US 12,254,624 B2
Artificial intelligence enabled reagent-free imaging hematology analyzer
Renjie Zhou, Hong Kong (CN); Xin Shu, Hong Kong (CN); and Rishikesh Pandey, Unionville, CT (US)
Assigned to The Chinese University of Hong Kong, Hong Kong (CN)
Filed by The Chinese University of Hong Kong, Hong Kong (CN)
Filed on Dec. 9, 2021, as Appl. No. 17/547,033.
Claims priority of provisional application 63/123,111, filed on Dec. 9, 2020.
Prior Publication US 2022/0180515 A1, Jun. 9, 2022
Int. Cl. G06T 7/00 (2017.01); G06N 3/045 (2023.01); G06V 10/778 (2022.01); G06V 10/94 (2022.01); G06V 30/18 (2022.01); G06V 30/19 (2022.01)

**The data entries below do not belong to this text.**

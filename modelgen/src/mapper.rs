//! # Column Mapper Module
//!
//! Turns catalog column rows into generated fields.

use crate::model::{Column, FieldType, OrmTag};
use crate::naming::camel_case;
use crate::reader::ColumnRow;
use crate::resolver::Constraints;

/// Maps a native type to a field type: anything containing `int` is an
/// integer, everything else is text.
pub fn native_field_type(data_type: &str) -> FieldType {
    if data_type.contains("int") { FieldType::Int } else { FieldType::String }
}

/// Maps every column of a table, preserving the catalog order.
pub fn map_columns(rows: &[ColumnRow], constraints: &Constraints) -> Vec<Column> {
    rows.iter().map(|row| map_column(row, constraints)).collect()
}

/// Maps one column.
///
/// A column named like the resolved primary key, or literally named `id`,
/// becomes a `string` primary-key field whatever its native type.
///
/// Foreign keys never show up on the field: its type stays scalar and
/// the ORM only accepts `rel(fk)` on model pointers.
pub fn map_column(row: &ColumnRow, constraints: &Constraints) -> Column {
    let is_pk = (!constraints.pk.is_empty() && row.name == constraints.pk) || row.name == "id";

    let field_type = if is_pk { FieldType::String } else { native_field_type(&row.data_type) };

    let mut tag = OrmTag {
        column: row.name.clone(),
        auto: row.extra.contains("auto_increment"),
        pk: is_pk,
        comment: row.comment.clone(),
        ..OrmTag::default()
    };

    if !is_pk {
        tag.null = row.is_nullable.eq_ignore_ascii_case("YES");
        tag.unique = constraints.is_unique(&row.name);
        if !row.default.is_empty() {
            if is_tag_safe(&row.default) {
                tag.default = Some(row.default.clone());
            } else {
                log::warn!("{}: default `{}` can not be expressed in a tag, dropped", row.name, row.default);
            }
        }
    }

    let (size, precision) = type_params(&row.column_type);
    match row.data_type.as_str() {
        "varchar" | "char" => tag.size = size,
        "decimal" => {
            tag.digits = size;
            tag.decimals = precision;
        }
        _ => {}
    }

    Column { name: camel_case(&row.name), field_type, tag }
}

/// Whether a value can sit inside `default(...)` without ending the
/// option early or breaking the quoted tag.
fn is_tag_safe(value: &str) -> bool {
    !value.contains([';', '(', ')', '"', '`', '\\', '\n', '\r'])
}

/// Parses the parenthesised parameters of a column type, e.g.
/// `decimal(10,2)` gives `(Some(10), Some(2))`.
fn type_params(column_type: &str) -> (Option<u32>, Option<u32>) {
    let Some(open) = column_type.find('(') else {
        return (None, None);
    };
    let Some(close) = column_type[open..].find(')') else {
        return (None, None);
    };

    let mut params = column_type[open + 1..open + close].split(',').map(|p| p.trim().parse::<u32>().ok());
    let first = params.next().flatten();
    let second = params.next().flatten();
    (first, second)
}
//! HTTP frontend for morph
//!
//! Serves schema administration under `/api/schemas` and the generated CRUD
//! surface of every entity type under `/api/entities/{entity}`.

pub mod app;
pub mod config;
pub mod error;
pub mod handlers;
pub mod state;

pub use app::{create_app, run_server};
pub use config::ServerConfig;
pub use state::AppState;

CPC G06T 7/0012 (2013.01) [G06N 3/045 (2023.01); G06V 10/778 (2022.01); G06V 10/94 (2022.01); G06V 30/18057 (2022.01); G06V 30/1912 (2022.01); G06V 30/19127 (2022.01); G06T 2207/20081 (2013.01); G06T 2207/20084 (2013.01); G06T 2207/30024 (2013.01)] 28 Claims
OG exemplary drawing
 
1. A method of classifying information of leukocytes in a sample, the method comprising:
training a neural network according to parameters derived from digitally observed features of known leukocytes;
obtaining digitally observed features of known leukocytes using data cleaning, whereby outliers values are removed based on dry mass and area;
tuning the neural network as a function of at least one property of a precision-recall curve and F1 score representing leukocyte classifications of the known leukocytes generated by the neural network based on the digitally observed features;
configuring an imaging device with the trained and tuned neural network to generate data of observed leukocytes;
storing the data of observed leukocytes relating to observed leukocytes features; and
classifying the data of observed leukocytes into at least two classes by the trained and tuned neural network based on the observed leukocyte features.